In the twentieth century, both agriculture and mining had local influence on acid brine groundwater. A government-sponsored effort to turn the semi-arid eucalypt forests of inland southern Western Australia to crop and ranchland promoted the deforestation of the “wheat belt” region. With fewer trees to soak up the acid saline groundwater, the water table rose. Ranchers realized that cattle and sheep did not thrive with acid brines. Farmers found the only successful crops were grown high above the water table and irrigated with desalinized seawater piped a distance of hundreds of kilometers. Mining efforts have also used desalinized seawater pipelines. Both mining and agriculture import fresher water to the groundwater system and may be responsible for changing the volume of groundwater slightly, as well as potentially causing dissolution of some subsurface halite and other chemical sediments, and, perhaps in turn, increasing groundwater salinity. The limited volume of groundwater, in combination with its acidity, salinity, and high concentrations of some metals, make southern Western Australia a difficult place for human habitation.

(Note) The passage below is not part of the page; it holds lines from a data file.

//! Builder, parser and validator for [JSON web tokens (JWT)][JWT] signed with `HS256`.
//!
//! # Design choices
//!
//! - Claims are kept as ordered JSON maps ([`ClaimMap`]), so that custom claims of any shape
//!   can be set and read without declaring types, and so that re-encoding decoded claims
//!   yields identical bytes.
//! - Tokens are created by the fluent [`Builder`]. Setters enforce claim invariants
//!   eagerly: claim keys cannot be numeric, `exp` must be in the future, `aud` must be
//!   a string or a list of strings, and the signing secret must satisfy a [`SecretPolicy`].
//! - Verification is split into independent checks on [`Validator`] (structure, signature,
//!   expiration, maturity, audience, algorithm). The caller chooses which checks to run;
//!   **signature verification is never implied**.
//! - All fallible operations return typed errors with stable numeric codes
//!   ([`CreationError::code()`], [`ValidationError::code()`]). The [`Tokens`] facade maps
//!   these errors to `bool`s and empty maps for callers that do not need the details.
//! - Encoding and decoding go through the [`Encode`](alg::Encode) and [`Decode`](alg::Decode)
//!   traits; [`Hs256`](alg::Hs256) is the only shipped implementation.
//! - The current time is provided by a clock function in [`TimeOptions`], which makes
//!   time-related checks testable.
//!
//! # Error codes
//!
//! | Code | Error |
//! |------|-------|
//! | 1 | Invalid token structure |
//! | 2 | Audience mismatch |
//! | 3 | Invalid signature |
//! | 4 | Token expired, or expiration set in the past during creation |
//! | 5 | Token not yet usable (`nbf`) |
//! | 6 | `exp` claim not set |
//! | 7 | `nbf` claim not set |
//! | 8 | Numeric claim key |
//! | 9 | Invalid secret |
//! | 10 | `aud` claim is neither a string nor a list of strings |
//! | 11 | `aud` claim not set |
//! | 12 | Algorithm not in the allow-list |
//! | 13 | `alg` claim not set |
//! | 14 | Algorithm is `none` |
//!
//! [JWT]: https://jwt.io/
//!
//! # Examples
//!
//! Basic JWT lifecycle:
//!
//! ```
//! use chrono::{Duration, Utc};
//! use simple_jwt::prelude::*;
//!
//! # fn main() -> Result<(), Box<dyn std::error::Error>> {
//! let secret = "123abcDEF!$%456";
//! // Create a token.
//! let jwt = Builder::new()
//!     .set_secret(secret)?
//!     .set_issuer("localhost")
//!     .set_subject("alice")
//!     .set_expiration((Utc::now() + Duration::minutes(10)).timestamp())?
//!     .set_not_before((Utc::now() - Duration::minutes(1)).timestamp())
//!     .set_payload_claim("uid", 2)?
//!     .build()?;
//! println!("token: {jwt}");
//!
//! // Restore the token from a string, e.g. received in an HTTP header.
//! let jwt = Jwt::new(jwt.token(), secret)?;
//! // Validate the token integrity and its claims.
//! Validator::new(&jwt)
//!     .signature()?
//!     .algorithm_not_none()?
//!     .expiration()?
//!     .not_before()?;
//! // Now, we can extract information from the token.
//! let parsed = Parser::new(&jwt).parse()?;
//! assert_eq!(parsed.subject(), "alice");
//! assert_eq!(parsed.payload()["uid"], 2);
//! # Ok(())
//! # } // end main()
//! ```
//!
//! ## Lenient API
//!
//! ```
//! # use chrono::Utc;
//! use simple_jwt::Tokens;
//!
//! # fn main() -> Result<(), simple_jwt::CreationError> {
//! let secret = "123abcDEF!$%456";
//! let jwt = Tokens::create(2, secret, Utc::now().timestamp() + 60, "localhost")?;
//! assert!(Tokens::validate(jwt.token(), secret));
//! assert!(Tokens::validate_expiration(jwt.token(), secret));
//! assert!(Tokens::payload("not.a.token", secret).is_empty());
//! # Ok(())
//! # }
//! ```

#![doc(html_root_url = "https://docs.rs/simple-jwt/0.1.0")]
#![warn(missing_debug_implementations, missing_docs, bare_trait_objects)]
#![warn(clippy::all, clippy::pedantic)]
#![allow(
    clippy::missing_errors_doc,
    clippy::must_use_candidate,
    clippy::module_name_repetitions
)]

pub mod alg;
pub mod base64url;
mod builder;
pub mod claims;
mod error;
mod facade;
pub mod json;
mod parsed;
mod parser;
mod secret;
mod time;
mod token;
mod validate;
mod validator;

/// Prelude to neatly import all necessary stuff from the crate.
pub mod prelude {
    pub use crate::{
        alg::{Decode as _, Encode as _},
        Builder, Jwt, Parsed, Parser, TimeOptions, Tokens, Validator,
    };
}

pub use crate::{
    alg::Renamed,
    builder::{Builder, DEFAULT_TOKEN_TYPE},
    claims::Audience,
    error::{Claim, CreationError, SecretError, ValidationError},
    facade::{Tokens, USER_ID},
    json::ClaimMap,
    parsed::Parsed,
    parser::Parser,
    secret::{SecretPolicy, ValidateSecret, DEFAULT_SPECIAL_CHARS},
    time::TimeOptions,
    token::Jwt,
    validate::ClaimValidator,
    validator::Validator,
};

#[cfg(doctest)]
doc_comment::doctest!("../README.md");
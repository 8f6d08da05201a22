//! End-to-end token creation, parsing and validation.

use assert_matches::assert_matches;
use chrono::{Duration, Utc};
use serde_json::json;

mod shared;

use crate::shared::{create_token, now, time_options, validator, SECRET};
use simple_jwt::{
    alg::Hs256, prelude::*, Audience, Claim, ClaimValidator, CreationError, SecretError,
    SecretPolicy, ValidationError,
};

#[test]
fn token_with_user_id() {
    let mut builder = Builder::new();
    let jwt = builder
        .set_secret(SECRET)
        .unwrap()
        .set_issuer("localhost")
        .set_expiration(Utc::now().timestamp() + 10)
        .unwrap()
        .set_payload_claim("uid", 2)
        .unwrap()
        .build()
        .unwrap();

    let jwt = Jwt::new(jwt.token(), SECRET).unwrap();
    let parsed = Parser::new(&jwt).parse().unwrap();
    assert_eq!(parsed.payload_claim("uid"), Some(&json!(2)));
    assert_eq!(parsed.issuer(), "localhost");
    assert_eq!(parsed.algorithm(), "HS256");
    assert_eq!(parsed.token_type(), "JWT");

    Validator::new(&jwt)
        .structure()
        .unwrap()
        .signature()
        .unwrap()
        .algorithm_not_none()
        .unwrap()
        .expiration()
        .unwrap();
}

#[test]
fn expiration_in_the_past() {
    let err = Builder::new()
        .set_secret(SECRET)
        .unwrap()
        .set_expiration(Utc::now().timestamp() - 20)
        .unwrap_err();
    assert_matches!(err, CreationError::Expired);
    assert_eq!(err.code(), 4);

    // A token can still carry a past `exp` if it is set as a generic claim.
    let mut builder = Builder::new();
    let jwt = builder
        .set_secret(SECRET)
        .unwrap()
        .set_payload_claim("exp", Utc::now().timestamp() - 20)
        .unwrap()
        .build()
        .unwrap();
    let err = Validator::new(&jwt).expiration().unwrap_err();
    assert_matches!(err, ValidationError::Expired);
    assert_eq!(err.code(), 4);
}

#[test]
fn tampered_payload() {
    let jwt = create_token();
    let [header, payload, signature]: [&str; 3] = jwt
        .token()
        .split('.')
        .collect::<Vec<_>>()
        .try_into()
        .unwrap();
    let mut payload = payload.to_owned();
    let last = if payload.ends_with('x') { "y" } else { "x" };
    payload.replace_range(payload.len() - 1.., last);

    let tampered = Jwt::new(format!("{header}.{payload}.{signature}"), SECRET).unwrap();
    let err = validator(&tampered).signature().unwrap_err();
    assert_matches!(err, ValidationError::InvalidSignature);
    assert_eq!(err.code(), 3);
}

#[test]
fn missing_audience() {
    let jwt = create_token();
    let err = Parser::new(&jwt).audience().unwrap_err();
    assert_matches!(err, ValidationError::NoClaim(Claim::Audience));
    assert_eq!(err.code(), 11);

    let parsed = Parser::new(&jwt).parse().unwrap();
    assert_eq!(parsed.audience(), Audience::Single(String::new()));
    assert_eq!(validator(&jwt).audience("site").unwrap_err().code(), 11);
}

#[test]
fn audience_round_trip() {
    let now = now().timestamp();
    let mut builder = Builder::with_parts(Hs256, SecretPolicy::default(), time_options());
    let jwt = builder
        .set_secret(SECRET)
        .unwrap()
        .set_audience(vec!["site", "api"])
        .unwrap()
        .set_expiration(now + 60)
        .unwrap()
        .build()
        .unwrap();

    validator(&jwt).audience("api").unwrap().audience("site").unwrap();
    assert_eq!(validator(&jwt).audience("admin").unwrap_err().code(), 2);
    assert_eq!(
        builder.set_audience(json!({ "site": true })).unwrap_err().code(),
        10
    );
}

#[test]
fn empty_allow_list_accepts_none() {
    let claim_validator = ClaimValidator::default();
    assert!(claim_validator.algorithm("none", &[]));
    assert!(!claim_validator.algorithm("HS256", &[]));
    assert!(claim_validator.algorithm("HS256", &["HS256", "HS512"]));
}

#[test]
fn not_before_and_leeway() {
    let now = now().timestamp();
    let mut builder = Builder::with_parts(Hs256, SecretPolicy::default(), time_options());
    let jwt = builder
        .set_secret(SECRET)
        .unwrap()
        .set_not_before(now + 30)
        .set_expiration(now + 60)
        .unwrap()
        .build()
        .unwrap();

    let err = validator(&jwt).not_before().unwrap_err();
    assert_matches!(err, ValidationError::NotMature);
    assert_eq!(err.code(), 5);

    let parsed = Parser::new(&jwt).parse().unwrap();
    assert_eq!(parsed.usable_in(&time_options()), 30);
    assert_eq!(parsed.expires_in(&time_options()), 60);

    let lenient = TimeOptions::new(Duration::seconds(30), shared::now as fn() -> _);
    Validator::with_parts(Parser::new(&jwt), Hs256, ClaimValidator::new(lenient))
        .not_before()
        .unwrap();
}

#[test]
fn weak_secrets_are_rejected() {
    let mut builder = Builder::new();
    let cases = [
        ("Ab1!", SecretError::TooShort { min_length: 12, actual: 4 }),
        ("abcdefghijk!", SecretError::NoDigit),
        ("abcdefghij1!", SecretError::NoUppercase),
        ("ABCDEFGHIJ1!", SecretError::NoLowercase),
    ];
    for (secret, expected) in cases {
        let err = builder.set_secret(secret).unwrap_err();
        assert_eq!(err.code(), 9);
        assert_matches!(err, CreationError::InvalidSecret(ref inner) if *inner == expected);
    }
    let err = builder.set_secret("abcdefghiJ12").unwrap_err();
    assert_matches!(
        err,
        CreationError::InvalidSecret(SecretError::NoSpecialChar { .. })
    );

    // No secret is set at all.
    assert_eq!(builder.build().unwrap_err().code(), 9);
}

#[test]
fn numeric_claim_keys_are_rejected() {
    let mut builder = Builder::new();
    let err = builder.set_payload_claim("42", true).unwrap_err();
    assert_matches!(err, CreationError::InvalidClaim { ref key } if key == "42");
    assert_eq!(err.code(), 8);
    assert_eq!(builder.set_header_claim("7", 1).unwrap_err().code(), 8);
}

#[test]
fn lenient_facade() {
    let jwt = Tokens::create(2, SECRET, Utc::now().timestamp() + 60, "localhost").unwrap();
    let token = jwt.token();
    assert!(Tokens::validate(token, SECRET));
    assert!(Tokens::validate_expiration(token, SECRET));
    assert!(!Tokens::validate_not_before(token, SECRET));
    assert_eq!(Tokens::user_id(token, SECRET), Some(json!(2)));
    assert_eq!(Tokens::issuer(token, SECRET), "localhost");

    assert!(!Tokens::validate(token, "123abcDEF!$£%457"));
    assert!(Tokens::header(token, "123abcDEF!$£%457").is_empty());
    assert_eq!(Tokens::user_id(token, "123abcDEF!$£%457"), None);
}
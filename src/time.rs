//! Time-related options.

use chrono::{DateTime, Duration, Utc};

/// Time-related validation options.
///
/// The clock is read anew on every check; a chain of checks is not evaluated against
/// a single snapshot of the current time.
#[derive(Debug, Clone, Copy)]
#[non_exhaustive]
pub struct TimeOptions<F = fn() -> DateTime<Utc>> {
    /// Leeway to use during validation. Zero by default.
    pub leeway: Duration,
    /// Source of the current timestamps.
    pub clock_fn: F,
}

impl<F: Fn() -> DateTime<Utc>> TimeOptions<F> {
    /// Creates options based on the specified time leeway and clock function.
    pub fn new(leeway: Duration, clock_fn: F) -> Self {
        Self { leeway, clock_fn }
    }

    /// Returns the current Unix timestamp as reported by the clock.
    pub fn now(&self) -> i64 {
        (self.clock_fn)().timestamp()
    }

    /// Returns the leeway in whole seconds.
    pub(crate) fn leeway_secs(&self) -> i64 {
        self.leeway.num_seconds()
    }
}

impl TimeOptions {
    /// Creates options based on the specified time leeway. The clock source is [`Utc::now()`].
    pub fn from_leeway(leeway: Duration) -> Self {
        Self {
            leeway,
            clock_fn: Utc::now,
        }
    }
}

impl Default for TimeOptions {
    fn default() -> Self {
        Self::from_leeway(Duration::zero())
    }
}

Predictions for future climate suggest continued aridification in Australia due to global warming. Frederiksen et al. (2009) noted decreasing peak jet stream winds at ~30°S over southern Australia and predicted that this would cause increased temperatures, decreased autumn and winter rainfall, and prolonged droughts. Future aridification would continue a documented drying as evidenced by termination of perennial fluvial systems and shrinking of large saline lakes in Australia during the late Tertiary and Quaternary (Cohen et al., 2011; Salama, 1994; Van de Graaf et al., 1978; Zheng et al., 1998). This predicted drier scenario for the Yilgarn Craton suggests that ephemeral acid brine lakes will exist in a desiccated stage more often than in a flooded or evapo-concentrated stages. In addition, acid brine water tables may be lower in the future. More evaporation would result in lower pH and higher salinity. Therefore, the acid brine system across the Yilgarn may become more extreme but less voluminous.

Implications for Interpretations of Ancient Acid Brines in the Rock Record

Extreme acid brine environments similar to those in southern Western Australia have been recognized on Earth and Mars (e.g., Benison and Bowen, 2006; Benison et al., 1998; Kraus, 1998). In particular, some mid-Permian continental environments hosted extremely acid saline lakes and groundwaters that deposited redbeds and evaporites (Benison et al., 1998). The temporal and geographic extent of these Permian acid brine settings, and their relationship to Permian climate change and the end Permian mass extinction, are open scientific questions. Understanding the origin, evolution, and maintenance of modern natural acid brine environments may lead to more informed paleoenvironmental, paleoclimatic, and paleobiological interpretations about ancient acid brines.

Acknowledgments

Partial funding was provided by National Science Foundation grants EAR-0433040 and EAR-0719822 to K.C. Benison and EAR-0719892 to B.B. Bowen. Acknowledgment is made to the donors of the American Chemical Society–Petroleum Research Fund for partial support of this research. We thank C. Botero Sanchez, M.C. Hein, B.-y. Hong, E.A. Jagniecki, J.P. Knapp, D.A. LaClair, M. Mormile, F.E. Oboh-Ikuenobe, and S. Story for assistance in the field. We are indebted to Wayne Hitchcock and Stephen Wyche for logistical help and to Dave Long, Tim Lowenstein, and David Gray for discussions about acid brines. We thank Steven Whitmeyer for editorial handling and David Gray and an anonymous reviewer for constructive comments.